Niuman Páez, Presidente de APROUPEL Maracay, recordó que la ley establece “claramente que el sueldo y el salario no puede ser disminuido ni afectado de ninguna manera” y que además es el patrono quien debe administrar los recursos para la nómina y para los sueldos y salarios.

“Los patronos o el patrón de los profesores y trabajadores universitarios está claro que es la universidad venezolana, desde luego con recursos del Estado venezolano. Así que debemos rechazar tajantemente la decisión ilegal del Gobierno, puesto que viola la Ley de Universidades, la autonomía universitaria y no garantiza el goce directo de sueldos y salarios de la comunidad universitaria”, declaró para Aula Abierta.

Destruir la autonomía universitaria

Según Virgilio Castillo, presidente de la Asociación de Profesores de la Universidad de Los Andes (APULA), el reciente pago de nómina desde el Banco Central de Venezuela “es otro mecanismo de control social que tiene como propósito de terminar destruir la autonomía universitaria”.

“Las últimas decisiones del gobierno, específicamente el ministerio educación universitaria, en donde pretende centralizar el pago de la nómina de los universitarios, representa la última parte de esta escalada intervencionista de las universidades autónomas del país que tiene como propósito la destrucción del modelo autonómico que ha permitido a lo largo de los años el desarrollo académico de nuestras universidades”, dijo.

Para Castillo, las reivindicaciones que se hayan alcanzado en torno a la posibilidad de disfrutar de cajas de ahorro, de Institutos de Previsión Social y la libre asociación, tanto en asociaciones de profesores como sindicatos, “está amenazado”.

“Al centralizarse la nómina universitaria se amenaza el financiamiento de todos estos mecanismos de protección que los universitarios habíamos creado durante muchísimas décadas”, señaló.

“No podemos dar un paso atrás”

Débora Velázquez Valecillo, presidenta de la asociación de profesores de la Universidad Centroccidental Lisandro Alvarado (APUCLA), aseguró que es “lamentable” lo que ha vivido el sector universitario durante estos últimos años, “donde se ha vulnerado la autonomía universitaria” y “se han pisoteado los derechos que le corresponden a los profesores”.

Ante el intento de centralizar los pagos de los universitarios, Valecillo sostiene que aunque “es preocupante la situación”, la comunidad universitaria no puede “dar un paso atrás”.

“Esa lucecita que quedaba del artículo 109 de la Constitución de la República Bolivariana de Venezuela, inspirada en la Ley de Universidades se desconoce, se atropella, se pisotea y se decide trasladar toda esa data al nivel central para centralizar recursos y asignarlos desde Caracas.

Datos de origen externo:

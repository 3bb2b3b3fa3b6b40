//! Handlers for the generic `/cards/{type}` router.
//!
//! One set of handlers serves every card type; the `{card_type}` path
//! segment selects a [`CardTypeConfig`](crate::cards::CardTypeConfig)
//! from the registry. Unknown types are 404, invalid identifier
//! characters 400.

use axum::extract::{Path, Query, State};
use axum::{Extension, Json};
use chrono::DateTime;
use serde::Deserialize;
use serde_json::{json, Value};

use corkboard_core::card::{BaseCard, CardAuthor, CardData, CardPermissions};
use corkboard_core::error::CoreError;
use corkboard_core::message::CardMessage;

use crate::cards::CardTypeConfig;
use crate::error::{AppError, AppResult};
use crate::extract::AppJson;
use crate::keyspace;
use crate::middleware::session::CurrentUser;
use crate::state::AppState;

// ---------------------------------------------------------------------------
// Request / query types
// ---------------------------------------------------------------------------

#[derive(Debug, Deserialize)]
pub struct CreateCardRequest {
    pub name: Option<String>,
    /// Optional type-specific payload; the type's default when omitted.
    pub content: Option<Value>,
}

#[derive(Debug, Deserialize)]
#[serde(rename_all = "camelCase")]
pub struct DeleteCardRequest {
    pub card_id: Option<String>,
}

#[derive(Debug, Deserialize)]
#[serde(rename_all = "camelCase")]
pub struct AddMessageRequest {
    pub card_id: Option<String>,
    /// `text` and `content` are interchangeable; `text` wins when both
    /// are present.
    pub text: Option<String>,
    pub content: Option<String>,
}

#[derive(Debug, Deserialize)]
#[serde(rename_all = "camelCase")]
pub struct DeleteMessageRequest {
    pub card_id: Option<String>,
    pub message_id: Option<String>,
}

#[derive(Debug, Deserialize)]
#[serde(rename_all = "camelCase")]
pub struct CardQuery {
    pub card_id: Option<String>,
}

#[derive(Debug, Deserialize)]
#[serde(rename_all = "camelCase")]
pub struct MessagesQuery {
    pub card_id: Option<String>,
    pub limit: Option<usize>,
    /// Exclusive lower bound, epoch milliseconds.
    pub after: Option<i64>,
    /// Exclusive upper bound, epoch milliseconds.
    pub before: Option<i64>,
}

// ---------------------------------------------------------------------------
// Shared lookups
// ---------------------------------------------------------------------------

fn resolve_type<'a>(state: &'a AppState, card_type: &str) -> Result<&'a CardTypeConfig, AppError> {
    if !keyspace::is_valid_identifier(card_type) {
        return Err(CoreError::Validation("invalid card type".into()).into());
    }
    state
        .cards
        .get(card_type)
        .ok_or_else(|| CoreError::NotFound.into())
}

fn require_card_id(card_id: Option<String>) -> Result<String, AppError> {
    let card_id = card_id.unwrap_or_default();
    if card_id.is_empty() {
        return Err(CoreError::Validation("cardId is required".into()).into());
    }
    if !keyspace::is_valid_identifier(&card_id) {
        return Err(CoreError::Validation("invalid card id".into()).into());
    }
    Ok(card_id)
}

// ---------------------------------------------------------------------------
// Card CRUD
// ---------------------------------------------------------------------------

/// GET /cards/{type}/list
///
/// Every metadata record of this type, in natural key order.
pub async fn list_cards(
    State(state): State<AppState>,
    Path(card_type): Path<String>,
) -> AppResult<Json<Vec<BaseCard>>> {
    let config = resolve_type(&state, &card_type)?;

    let entries = state
        .relay
        .store()
        .list(&keyspace::card_meta_prefix(config.name), None)
        .await?;

    let cards = entries
        .into_iter()
        .filter_map(|entry| match serde_json::from_value(entry.value) {
            Ok(card) => Some(card),
            Err(error) => {
                tracing::warn!(key = %entry.key, %error, "skipping undecodable card record");
                None
            }
        })
        .collect();

    Ok(Json(cards))
}

/// POST /cards/{type}/create
///
/// Writes the metadata record and the empty message container as two
/// separate announced writes; there is no transaction spanning them, so
/// a crash in between leaves the pair out of sync.
pub async fn create_card(
    State(state): State<AppState>,
    Path(card_type): Path<String>,
    Extension(CurrentUser(user)): Extension<CurrentUser>,
    AppJson(body): AppJson<CreateCardRequest>,
) -> AppResult<Json<BaseCard>> {
    let config = resolve_type(&state, &card_type)?;

    let name = body.name.unwrap_or_default();
    let name = name.trim();
    if name.is_empty() {
        return Err(CoreError::Validation("Name is required".into()).into());
    }

    let content = body
        .content
        .unwrap_or_else(|| (config.default_content)());
    if let Some(validate) = config.validate_content {
        validate(&content)?;
    }

    let card = BaseCard::new(config.name, name, CardAuthor::from(&user), content);

    state
        .relay
        .set_json(&keyspace::card_meta(config.name, &card.id), &card)
        .await?;
    state
        .relay
        .set_json(
            &keyspace::card_data(config.name, &card.id),
            &CardData::empty(&card.id),
        )
        .await?;

    tracing::info!(card_id = %card.id, card_type = config.name, user_id = %user.id, "card created");
    Ok(Json(card))
}

/// POST /cards/{type}/delete
///
/// Existence is checked on the metadata record only; the data record is
/// deleted blind.
pub async fn delete_card(
    State(state): State<AppState>,
    Path(card_type): Path<String>,
    AppJson(body): AppJson<DeleteCardRequest>,
) -> AppResult<Json<Value>> {
    let config = resolve_type(&state, &card_type)?;
    let card_id = require_card_id(body.card_id)?;

    let meta_key = keyspace::card_meta(config.name, &card_id);
    if state.relay.store().get(&meta_key).await?.is_none() {
        return Err(CoreError::NotFound.into());
    }

    state.relay.delete(&meta_key).await?;
    state
        .relay
        .delete(&keyspace::card_data(config.name, &card_id))
        .await?;

    tracing::info!(card_id = %card_id, card_type = config.name, "card deleted");
    Ok(Json(json!({ "success": true })))
}

/// GET /cards/{type}/api?cardId=
pub async fn get_card(
    State(state): State<AppState>,
    Path(card_type): Path<String>,
    Query(query): Query<CardQuery>,
) -> AppResult<Json<BaseCard>> {
    let config = resolve_type(&state, &card_type)?;
    let card_id = require_card_id(query.card_id)?;

    let card = state
        .relay
        .get_json::<BaseCard>(&keyspace::card_meta(config.name, &card_id))
        .await?
        .ok_or(CoreError::NotFound)?;

    Ok(Json(card))
}

// ---------------------------------------------------------------------------
// Messages
// ---------------------------------------------------------------------------

/// POST /cards/{type}/api
///
/// Append a message. This is a whole-record read-modify-write with no
/// version check: two concurrent appends to the same card can race and
/// one update is silently lost.
pub async fn add_message(
    State(state): State<AppState>,
    Path(card_type): Path<String>,
    Extension(CurrentUser(user)): Extension<CurrentUser>,
    AppJson(body): AppJson<AddMessageRequest>,
) -> AppResult<Json<CardMessage>> {
    let config = resolve_type(&state, &card_type)?;
    let card_id = require_card_id(body.card_id)?;

    let content = body.text.or(body.content).unwrap_or_default();
    if content.is_empty() {
        return Err(CoreError::Validation("text is required".into()).into());
    }

    let data_key = keyspace::card_data(config.name, &card_id);
    let mut data = state
        .relay
        .get_json::<CardData>(&data_key)
        .await?
        .ok_or(CoreError::NotFound)?;

    let message = CardMessage::text(&card_id, &content, CardAuthor::from(&user));
    data.messages.push(message.clone());

    state.relay.set_json(&data_key, &data).await?;

    tracing::debug!(card_id = %card_id, message_id = %message.id, "message appended");
    Ok(Json(message))
}

/// DELETE /cards/{type}/api
///
/// Remove a message. Allowed for the message author, the card creator,
/// and anyone covered by the card's delete permission list.
pub async fn delete_message(
    State(state): State<AppState>,
    Path(card_type): Path<String>,
    Extension(CurrentUser(user)): Extension<CurrentUser>,
    AppJson(body): AppJson<DeleteMessageRequest>,
) -> AppResult<Json<Value>> {
    let config = resolve_type(&state, &card_type)?;
    let card_id = require_card_id(body.card_id)?;

    let message_id = body.message_id.unwrap_or_default();
    if message_id.is_empty() {
        return Err(CoreError::Validation("messageId is required".into()).into());
    }

    let card = state
        .relay
        .get_json::<BaseCard>(&keyspace::card_meta(config.name, &card_id))
        .await?
        .ok_or(CoreError::NotFound)?;

    let data_key = keyspace::card_data(config.name, &card_id);
    let mut data = state
        .relay
        .get_json::<CardData>(&data_key)
        .await?
        .ok_or(CoreError::NotFound)?;

    let message = data
        .messages
        .iter()
        .find(|message| message.id == message_id)
        .ok_or(CoreError::NotFound)?;

    let allowed = message.author.id == user.id
        || card.created_by.id == user.id
        || CardPermissions::grants(&card.metadata.permissions.can_delete, &user.id);
    if !allowed {
        return Err(CoreError::Forbidden.into());
    }

    data.messages.retain(|message| message.id != message_id);
    state.relay.set_json(&data_key, &data).await?;

    tracing::debug!(card_id = %card_id, message_id = %message_id, "message deleted");
    Ok(Json(json!({ "success": true })))
}

/// GET /cards/{type}/api/messages?cardId=&limit=&before=&after=
///
/// Messages ascending by timestamp, windowed by the optional
/// millisecond bounds.
pub async fn list_messages(
    State(state): State<AppState>,
    Path(card_type): Path<String>,
    Query(query): Query<MessagesQuery>,
) -> AppResult<Json<Vec<CardMessage>>> {
    let config = resolve_type(&state, &card_type)?;
    let card_id = require_card_id(query.card_id)?;

    let data = state
        .relay
        .get_json::<CardData>(&keyspace::card_data(config.name, &card_id))
        .await?
        .ok_or(CoreError::NotFound)?;

    let mut messages = data.messages;

    if let Some(after) = query.after.and_then(DateTime::from_timestamp_millis) {
        messages.retain(|message| message.timestamp > after);
    }
    if let Some(before) = query.before.and_then(DateTime::from_timestamp_millis) {
        messages.retain(|message| message.timestamp < before);
    }

    messages.sort_by_key(|message| message.timestamp);

    if let Some(limit) = query.limit {
        messages.truncate(limit);
    }

    Ok(Json(messages))
}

Los universitarios tenemos que seguir de pie defendiendo lo que nos corresponde de derecho y de hecho”, argumentó.

En esa misma línea, Víctor Márquez, presidente Asociación de Profesores de la Universidad Central de Venezuela, exhortó a la comunidad nacional y a todos los gremios “a ser solidarios con la universidad venezolana que en estos momentos atraviesa una nueva arremetida del régimen”.

“Hasta este momento las universidades desconocen los mecanismos utilizados por el régimen, así como también cuál va a ser el destino de los aportes correspondientes a la proyección social del profesorado universitario. Es hora de declararnos en rebeldía, es hora de defender la Constitución”, sentenció Márquez en declaraciones para Aula Abierta.